4151  It was common in 1949 for there to be no recourse to an appeals process in the case of decisions of military courts.[16] The reasoning for this was that ‘military justice, in the form of judgment and sentence, must be carried out promptly for the sake of preserving discipline and that the best judges of what that required were military officers and not civilian judges’.[17] In legal systems where a right to appeal the decision of military courts was granted, it was limited ‘to the judgment of the court and not to the sentence imposed’.[18] The situation was similar during the adoption of the Additional Protocols in 1977, with not enough States providing for a right of appeal in their legislation for the drafters to make of this right an absolute requirement.[19]
4152  While Article 106 does not provide a substantive right to appeal as such, it must be recognized that both national and international law on the right to appeal have developed significantly since 1949.[20] A majority of States now provide for the right to appeal in their military penal legislation.[21] With these considerations in mind, it is submitted that a substantive right of appeal is a fundamental procedural guarantee of international law that must be available to prisoners of war as well. The absence of such right could result in a prisoner of war being wrongfully convicted of a serious crime, possibly attracting a lengthy sentence, without the possibility of appellate review.[22]
4153  Whether an appeal should review the law or the facts de novo (‘anew’) is not dealt with by the Convention, but by the domestic law applicable to members of the armed forces of the Detaining Power.
4154  The English text of Article 106 refers to ‘the right of appeal or petition from any sentence pronounced’ (emphasis added), while the French text states that a prisoner of war may appeal any judgment made in the case against them (‘contre tout jugement rendu à son endroit’). There is no substantive difference between the two language versions, and the term ‘sentence’ must be interpreted to include judgments as well.[23] The use of the word ‘any’ indicates that the right of a prisoner of war to appeal or petition under Article 106 applies independently of the seriousness of the crime for which they are being tried or of the sentence pronounced upon them. It must be available for all criminal proceedings.[24]
4155  Article 106 makes no mention of the possibility for the prosecution to appeal sentences.
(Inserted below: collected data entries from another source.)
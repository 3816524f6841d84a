use serde::Deserialize;
use thiserror::Error;

/// Failure taxonomy for backend calls. Callers branch on these: only
/// `Unauthorized` forces a logout, everything else surfaces as a retry-later
/// or connectivity message.
#[derive(Error, Debug)]
pub enum ApiError {
    #[error("Unauthorized - session expired or invalid")]
    Unauthorized,

    #[error("API error {status}: {reason}")]
    Api {
        status: u16,
        reason: String,
        body: Option<serde_json::Value>,
    },

    #[error("Network error: {0}")]
    Network(String),

    #[error("Invalid response: {0}")]
    InvalidResponse(String),
}

/// One entry of the backend's validation error body:
/// `{ detail: [{loc, msg, type}] }`.
#[derive(Debug, Clone, Deserialize)]
pub struct ValidationDetail {
    #[serde(default)]
    pub loc: Vec<serde_json::Value>,
    pub msg: String,
    #[serde(rename = "type")]
    pub kind: String,
}

#[derive(Debug, Deserialize)]
struct ValidationBody {
    detail: Vec<ValidationDetail>,
}

/// Maximum length for error response bodies in error messages
const MAX_ERROR_BODY_LENGTH: usize = 500;

impl ApiError {
    /// Truncate a response body to avoid logging excessive data
    fn truncate_body(body: &str) -> String {
        if body.len() <= MAX_ERROR_BODY_LENGTH {
            body.to_string()
        } else {
            // Back off to a char boundary so the cut never splits a
            // multibyte character.
            let mut cut = MAX_ERROR_BODY_LENGTH;
            while !body.is_char_boundary(cut) {
                cut -= 1;
            }
            format!(
                "{}... (truncated, {} total bytes)",
                &body[..cut],
                body.len()
            )
        }
    }

    /// Build an error from a non-2xx response. The body is kept as parsed
    /// JSON when possible so callers can pull structured detail out of it.
    pub fn from_status(status: u16, reason: &str, body: &str) -> Self {
        if status == 401 {
            return ApiError::Unauthorized;
        }
        let parsed = serde_json::from_str::<serde_json::Value>(body).ok();
        let reason = if reason.is_empty() {
            Self::truncate_body(body)
        } else {
            reason.to_string()
        };
        ApiError::Api {
            status,
            reason,
            body: parsed,
        }
    }

    /// Validation messages from a `{detail: [...]}` error body, if this is
    /// one. Used by forms to show the backend's field complaints inline.
    pub fn validation_details(&self) -> Vec<ValidationDetail> {
        match self {
            ApiError::Api {
                body: Some(body), ..
            } => serde_json::from_value::<ValidationBody>(body.clone())
                .map(|b| b.detail)
                .unwrap_or_default(),
            _ => Vec::new(),
        }
    }
}
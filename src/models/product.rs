use serde::{Deserialize, Serialize};

/// Condition grades used across the catalog, best first.
#[derive(Debug, Clone, Copy, PartialEq, Eq, Serialize, Deserialize)]
pub enum Condition {
    Mint,
    Excellent,
    Good,
    Fair,
}

impl Condition {
    /// Display label for piece pages and listings.
    pub fn label(&self) -> &'static str {
        match self {
            Condition::Mint => "Mint",
            Condition::Excellent => "Excellent",
            Condition::Good => "Good",
            Condition::Fair => "Fair",
        }
    }
}

#[derive(Debug, Clone, Copy, PartialEq, Eq, Serialize, Deserialize)]
pub enum Category {
    Accessories,
    Knitwear,
    Outerwear,
    Footwear,
    Timepieces,
    Jewelry,
}

impl Category {
    pub fn label(&self) -> &'static str {
        match self {
            Category::Accessories => "Accessories",
            Category::Knitwear => "Knitwear",
            Category::Outerwear => "Outerwear",
            Category::Footwear => "Footwear",
            Category::Timepieces => "Timepieces",
            Category::Jewelry => "Jewelry",
        }
    }
}

/// A catalog piece. Prices are whole units of `currency` (the catalog is
/// curated one-off resale, nothing is priced in cents).
#[derive(Debug, Clone, Serialize, Deserialize)]
pub struct Product {
    pub id: String,
    pub title: String,
    pub description: String,
    pub price: u64,
    pub currency: String,
    pub condition: Condition,
    pub brand: String,
    pub category: Category,
    pub images: Vec<String>,
    pub featured: bool,
    pub stock: u32,
    pub seller_id: String,
    #[serde(default)]
    pub materials: Vec<String>,
    #[serde(default)]
    pub origin: Option<String>,
}

impl Product {
    /// Format the price for display, e.g. `$1,250`.
    pub fn display_price(&self) -> String {
        let symbol = match self.currency.as_str() {
            "USD" => "$",
            "EUR" => "\u{20ac}",
            "GBP" => "\u{a3}",
            _ => "",
        };
        format!("{}{}", symbol, group_thousands(self.price))
    }
}

/// Insert thousands separators into a whole number.
fn group_thousands(n: u64) -> String {
    let digits = n.to_string();
    let mut out = String::with_capacity(digits.len() + digits.len() / 3);
    for (i, c) in digits.chars().enumerate() {
        if i > 0 && (digits.len() - i) % 3 == 0 {
            out.push(',');
        }
        out.push(c);
    }
    out
}
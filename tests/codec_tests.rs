//! Integration tests for color encoding

use matrix_sequencer::colors::{hsv, hue, scale};
use matrix_sequencer::{BLACK, BLUE, Color, GREEN, PackedColor, RED, WHITE, encode};

#[test]
fn channels_land_at_fixed_bit_offsets() {
    assert_eq!(encode(GREEN).bits(), 0xFF00_0000);
    assert_eq!(encode(RED).bits(), 0x00FF_0000);
    assert_eq!(encode(BLUE).bits(), 0x0000_FF00);
    assert_eq!(encode(BLACK), PackedColor::OFF);
}

#[test]
fn quantization_truncates_instead_of_rounding() {
    // 0.5 * 255 = 127.5
    assert_eq!(encode(Color::new(0.5, 0.5, 0.5)).channels(), (127, 127, 127));
    // 0.999 * 255 = 254.745
    assert_eq!(encode(Color::new(0.999, 0.0, 0.0)).channels(), (254, 0, 0));
}

#[test]
fn encode_is_deterministic() {
    let color = Color::new(0.31, 0.62, 0.93);
    assert_eq!(encode(color), encode(color));
}

#[test]
fn distinct_quantized_triples_encode_distinctly() {
    let samples = [0.0, 0.1, 0.25, 0.5, 0.75, 1.0];
    let mut seen: Vec<((u8, u8, u8), PackedColor)> = Vec::new();

    for red in samples {
        for green in samples {
            for blue in samples {
                let packed = encode(Color::new(red, green, blue));
                let bytes = packed.channels();
                for (other_bytes, other_packed) in &seen {
                    assert_eq!(bytes == *other_bytes, packed == *other_packed);
                }
                seen.push((bytes, packed));
            }
        }
    }
}

#[test]
fn out_of_range_channels_saturate() {
    // Already-quantized magnitudes passed by mistake pin at full intensity
    assert_eq!(encode(Color::new(255.0, 0.0, 0.0)), encode(RED));
    assert_eq!(encode(Color::new(256.0, 0.0, 0.0)), encode(RED));
    assert_eq!(encode(Color::new(-1.0, 0.0, 0.0)), PackedColor::OFF);
}

#[test]
fn dimmed_fills_match_reference_bytes() {
    assert_eq!(encode(scale(RED, 0.8)).channels(), (204, 0, 0));
    assert_eq!(encode(scale(GREEN, 0.5)).channels(), (0, 127, 0));
    assert_eq!(encode(scale(WHITE, 0.2)).channels(), (51, 51, 51));
}

#[test]
fn packed_color_converts_to_raw_word() {
    let word: u32 = PackedColor::from_channels(1, 2, 3).into();
    assert_eq!(word, 0x0201_0300);
}

#[test]
fn hsv_creates_primary_colors() {
    assert_eq!(encode(hue(0.0)), encode(RED));
    assert_eq!(encode(hue(120.0)), encode(GREEN));
    assert_eq!(encode(hue(240.0)), encode(BLUE));
}

#[test]
fn hsv_zero_saturation_is_gray() {
    let gray = hsv(0.0, 0.0, 0.5);
    assert!((gray.red - 0.5).abs() < 1e-9);
    assert!((gray.green - 0.5).abs() < 1e-9);
    assert!((gray.blue - 0.5).abs() < 1e-9);
}
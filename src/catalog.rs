//! Built-in animations and the standard key bindings.
//!
//! | key | action |
//! |-----|--------|
//! | `1` | battery charge |
//! | `2` | X mark |
//! | `3` | snake crossing |
//! | `4` | timer countdown |
//! | `5` | wave pulse |
//! | `6` | blinking face |
//! | `9` | letter glyphs |
//! | `0` | loop-around snake |
//! | `A` | all off |
//! | `B` | blue, full intensity |
//! | `C` | red, 80% |
//! | `D` | green, 50% |
//! | `#` | white, 20% |
//!
//! `7`, `8` and `*` are left unbound.

use crate::DEFAULT_FRAME_MS;
use crate::colors::{BLUE, GREEN, ORANGE, RED, WHITE, YELLOW, scale};
use crate::dispatch::{Action, DispatchError, DispatchTable};
use crate::frame::{Frame, FrameSequence, Mask, Paint};

// Battery charge: rows fill top to bottom, red shading to green.

static BATTERY_CHARGE_FRAMES: [Frame; 5] = [
    Frame::masked(Mask::from_rows([0b11111, 0, 0, 0, 0]), Paint::Transition, DEFAULT_FRAME_MS),
    Frame::masked(Mask::from_rows([0b11111, 0b11111, 0, 0, 0]), Paint::Transition, DEFAULT_FRAME_MS),
    Frame::masked(Mask::from_rows([0b11111, 0b11111, 0b11111, 0, 0]), Paint::Transition, DEFAULT_FRAME_MS),
    Frame::masked(Mask::from_rows([0b11111, 0b11111, 0b11111, 0b11111, 0]), Paint::Transition, DEFAULT_FRAME_MS),
    Frame::masked(Mask::FULL, Paint::Transition, DEFAULT_FRAME_MS),
];

pub static BATTERY_CHARGE: FrameSequence = FrameSequence::new("battery charge", &BATTERY_CHARGE_FRAMES);

// X mark: one stroke, then the full glyph blinking three times.

const X_STROKE: Mask = Mask::from_rows([0b10000, 0b01000, 0b00100, 0b00010, 0b00001]);
const X_GLYPH: Mask = X_STROKE.union(Mask::from_rows([0b00001, 0b00010, 0b00100, 0b01000, 0b10000]));

static X_MARK_FRAMES: [Frame; 7] = [
    Frame::solid(X_STROKE, RED, 200),
    Frame::solid(X_GLYPH, RED, 300),
    Frame::blank(150),
    Frame::solid(X_GLYPH, RED, 300),
    Frame::blank(150),
    Frame::solid(X_GLYPH, RED, 300),
    Frame::blank(0),
];

pub static X_MARK: FrameSequence = FrameSequence::new("x mark", &X_MARK_FRAMES);

// Snake crossing: a three pixel snake runs right along the top row and
// comes back left along the bottom row.

const fn top(row: u8) -> Mask {
    Mask::from_rows([row, 0, 0, 0, 0])
}

const fn bottom(row: u8) -> Mask {
    Mask::from_rows([0, 0, 0, 0, row])
}

static SNAKE_CROSSING_FRAMES: [Frame; 15] = [
    Frame::solid(top(0b10000), GREEN, DEFAULT_FRAME_MS),
    Frame::solid(top(0b11000), GREEN, DEFAULT_FRAME_MS),
    Frame::solid(top(0b11100), GREEN, DEFAULT_FRAME_MS),
    Frame::solid(top(0b01110), GREEN, DEFAULT_FRAME_MS),
    Frame::solid(top(0b00111), GREEN, DEFAULT_FRAME_MS),
    Frame::solid(top(0b00011), GREEN, DEFAULT_FRAME_MS),
    Frame::solid(top(0b00001), GREEN, DEFAULT_FRAME_MS),
    Frame::solid(bottom(0b00001), GREEN, DEFAULT_FRAME_MS),
    Frame::solid(bottom(0b00011), GREEN, DEFAULT_FRAME_MS),
    Frame::solid(bottom(0b00111), GREEN, DEFAULT_FRAME_MS),
    Frame::solid(bottom(0b01110), GREEN, DEFAULT_FRAME_MS),
    Frame::solid(bottom(0b11100), GREEN, DEFAULT_FRAME_MS),
    Frame::solid(bottom(0b11000), GREEN, DEFAULT_FRAME_MS),
    Frame::solid(bottom(0b10000), GREEN, DEFAULT_FRAME_MS),
    Frame::blank(0),
];

pub static SNAKE_CROSSING: FrameSequence = FrameSequence::new("snake crossing", &SNAKE_CROSSING_FRAMES);

// Timer countdown: 5 to 1, one second each, then a flash.

const DIGIT_5: Mask = Mask::from_rows([0b01110, 0b01000, 0b01110, 0b00010, 0b01110]);
const DIGIT_4: Mask = Mask::from_rows([0b01010, 0b01010, 0b01110, 0b00010, 0b00010]);
const DIGIT_3: Mask = Mask::from_rows([0b01110, 0b00010, 0b00110, 0b00010, 0b01110]);
const DIGIT_2: Mask = Mask::from_rows([0b01110, 0b00010, 0b01110, 0b01000, 0b01110]);
const DIGIT_1: Mask = Mask::from_rows([0b00100, 0b01100, 0b00100, 0b00100, 0b01110]);

static TIMER_COUNTDOWN_FRAMES: [Frame; 7] = [
    Frame::solid(DIGIT_5, ORANGE, 1000),
    Frame::solid(DIGIT_4, ORANGE, 1000),
    Frame::solid(DIGIT_3, ORANGE, 1000),
    Frame::solid(DIGIT_2, ORANGE, 1000),
    Frame::solid(DIGIT_1, ORANGE, 1000),
    Frame::solid(Mask::FULL, WHITE, 300),
    Frame::blank(0),
];

pub static TIMER_COUNTDOWN: FrameSequence = FrameSequence::new("timer countdown", &TIMER_COUNTDOWN_FRAMES);

// Wave pulse: rings expanding from the center, hue rotating per frame.

const RING_0: Mask = Mask::from_rows([0, 0, 0b00100, 0, 0]);
const RING_1: Mask = Mask::from_rows([0, 0b01110, 0b01010, 0b01110, 0]);
const RING_2: Mask = Mask::from_rows([0b11111, 0b10001, 0b10001, 0b10001, 0b11111]);

static WAVE_PULSE_FRAMES: [Frame; 9] = [
    Frame::masked(RING_0, Paint::Rainbow, 120),
    Frame::masked(RING_1, Paint::Rainbow, 120),
    Frame::masked(RING_2, Paint::Rainbow, 120),
    Frame::masked(RING_1, Paint::Rainbow, 120),
    Frame::masked(RING_0, Paint::Rainbow, 120),
    Frame::masked(RING_1, Paint::Rainbow, 120),
    Frame::masked(RING_2, Paint::Rainbow, 120),
    Frame::masked(RING_1, Paint::Rainbow, 120),
    Frame::masked(RING_0, Paint::Rainbow, 120),
];

pub static WAVE_PULSE: FrameSequence = FrameSequence::new("wave pulse", &WAVE_PULSE_FRAMES);

// Blinking face: blue eyes, red smile.

const EYES_OPEN: Mask = Mask::from_rows([0b01010, 0b01010, 0, 0, 0]);
const EYES_SHUT: Mask = Mask::from_rows([0, 0b11011, 0, 0, 0]);
const SMILE: Mask = Mask::from_rows([0, 0, 0, 0b10001, 0b01110]);

const FACE_OPEN: Frame = Frame::layered(&[(EYES_OPEN, BLUE), (SMILE, RED)], 600);
const FACE_SHUT: Frame = Frame::layered(&[(EYES_SHUT, BLUE), (SMILE, RED)], 150);

static BLINKING_FACE_FRAMES: [Frame; 5] = [FACE_OPEN, FACE_SHUT, FACE_OPEN, FACE_SHUT, FACE_OPEN];

pub static BLINKING_FACE: FrameSequence = FrameSequence::new("blinking face", &BLINKING_FACE_FRAMES);

// Letter glyphs: HELLO, one color per letter.

const GLYPH_H: Mask = Mask::from_rows([0b10001, 0b10001, 0b11111, 0b10001, 0b10001]);
const GLYPH_E: Mask = Mask::from_rows([0b11111, 0b10000, 0b11110, 0b10000, 0b11111]);
const GLYPH_L: Mask = Mask::from_rows([0b10000, 0b10000, 0b10000, 0b10000, 0b11111]);
const GLYPH_O: Mask = Mask::from_rows([0b01110, 0b10001, 0b10001, 0b10001, 0b01110]);

const LETTER_MS: u32 = 500;
const LETTER_GAP_MS: u32 = 80;

static LETTER_GLYPH_FRAMES: [Frame; 10] = [
    Frame::layered(&[(GLYPH_H, RED)], LETTER_MS),
    Frame::blank(LETTER_GAP_MS),
    Frame::layered(&[(GLYPH_E, ORANGE)], LETTER_MS),
    Frame::blank(LETTER_GAP_MS),
    Frame::layered(&[(GLYPH_L, YELLOW)], LETTER_MS),
    Frame::blank(LETTER_GAP_MS),
    Frame::layered(&[(GLYPH_L, GREEN)], LETTER_MS),
    Frame::blank(LETTER_GAP_MS),
    Frame::layered(&[(GLYPH_O, BLUE)], LETTER_MS),
    Frame::blank(0),
];

pub static LETTER_GLYPH: FrameSequence = FrameSequence::new("letter glyph", &LETTER_GLYPH_FRAMES);

// Loop-around snake: grows to three pixels and runs the border clockwise.

/// Border pixel indices, clockwise from the top-left corner.
const BORDER: [usize; 16] = [0, 1, 2, 3, 4, 9, 14, 19, 24, 23, 22, 21, 20, 15, 10, 5];
const SNAKE_LENGTH: usize = 3;
const SNAKE_STEP_MS: u32 = 80;

const fn loop_snake_frames() -> [Frame; BORDER.len() + 1] {
    let mut frames = [Frame::blank(0); BORDER.len() + 1];
    let mut step = 0;
    while step < BORDER.len() {
        let mut body = Mask::EMPTY;
        let mut segment = 0;
        while segment < SNAKE_LENGTH && segment <= step {
            body = body.with_pixel(BORDER[step - segment]);
            segment += 1;
        }
        frames[step] = Frame::masked(body, Paint::Transition, SNAKE_STEP_MS);
        step += 1;
    }
    frames
}

static LOOP_SNAKE_FRAMES: [Frame; BORDER.len() + 1] = loop_snake_frames();

pub static LOOP_SNAKE: FrameSequence = FrameSequence::new("loop-around snake", &LOOP_SNAKE_FRAMES);

/// Every built-in sequence.
pub static SEQUENCES: [&FrameSequence; 8] = [
    &BATTERY_CHARGE,
    &X_MARK,
    &SNAKE_CROSSING,
    &TIMER_COUNTDOWN,
    &WAVE_PULSE,
    &BLINKING_FACE,
    &LETTER_GLYPH,
    &LOOP_SNAKE,
];

/// Finds a built-in sequence by name.
pub fn by_name(name: &str) -> Option<&'static FrameSequence> {
    SEQUENCES.iter().copied().find(|sequence| sequence.name() == name)
}

/// Builds the standard key bindings listed in the module docs.
pub fn standard_table() -> Result<DispatchTable, DispatchError> {
    Ok(DispatchTable::builder()
        .bind('1', Action::Play(&BATTERY_CHARGE))?
        .bind('2', Action::Play(&X_MARK))?
        .bind('3', Action::Play(&SNAKE_CROSSING))?
        .bind('4', Action::Play(&TIMER_COUNTDOWN))?
        .bind('5', Action::Play(&WAVE_PULSE))?
        .bind('6', Action::Play(&BLINKING_FACE))?
        .bind('9', Action::Play(&LETTER_GLYPH))?
        .bind('0', Action::Play(&LOOP_SNAKE))?
        .bind('A', Action::TurnOff)?
        .bind('B', Action::Fill(BLUE))?
        .bind('C', Action::Fill(scale(RED, 0.8)))?
        .bind('D', Action::Fill(scale(GREEN, 0.5)))?
        .bind('#', Action::Fill(scale(WHITE, 0.2)))?
        .build())
}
This was discussed at the 1949 Diplomatic Conference, where some delegations were in favour of including the following sentence to take account of this possibility: ‘In no case may the sentence pronounced against a prisoner of war be made more severe on appeal or petition by the prosecution.’[25] It was ultimately decided to delete this sentence, however, lest it cause courts to pass maximum sentences in the first instance.[26] Since the Convention makes no ruling on this matter, it will be governed by domestic law, and the prosecution may therefore appeal or petition, provided the procedure followed is in accordance with the legislation of the Detaining Power.[27]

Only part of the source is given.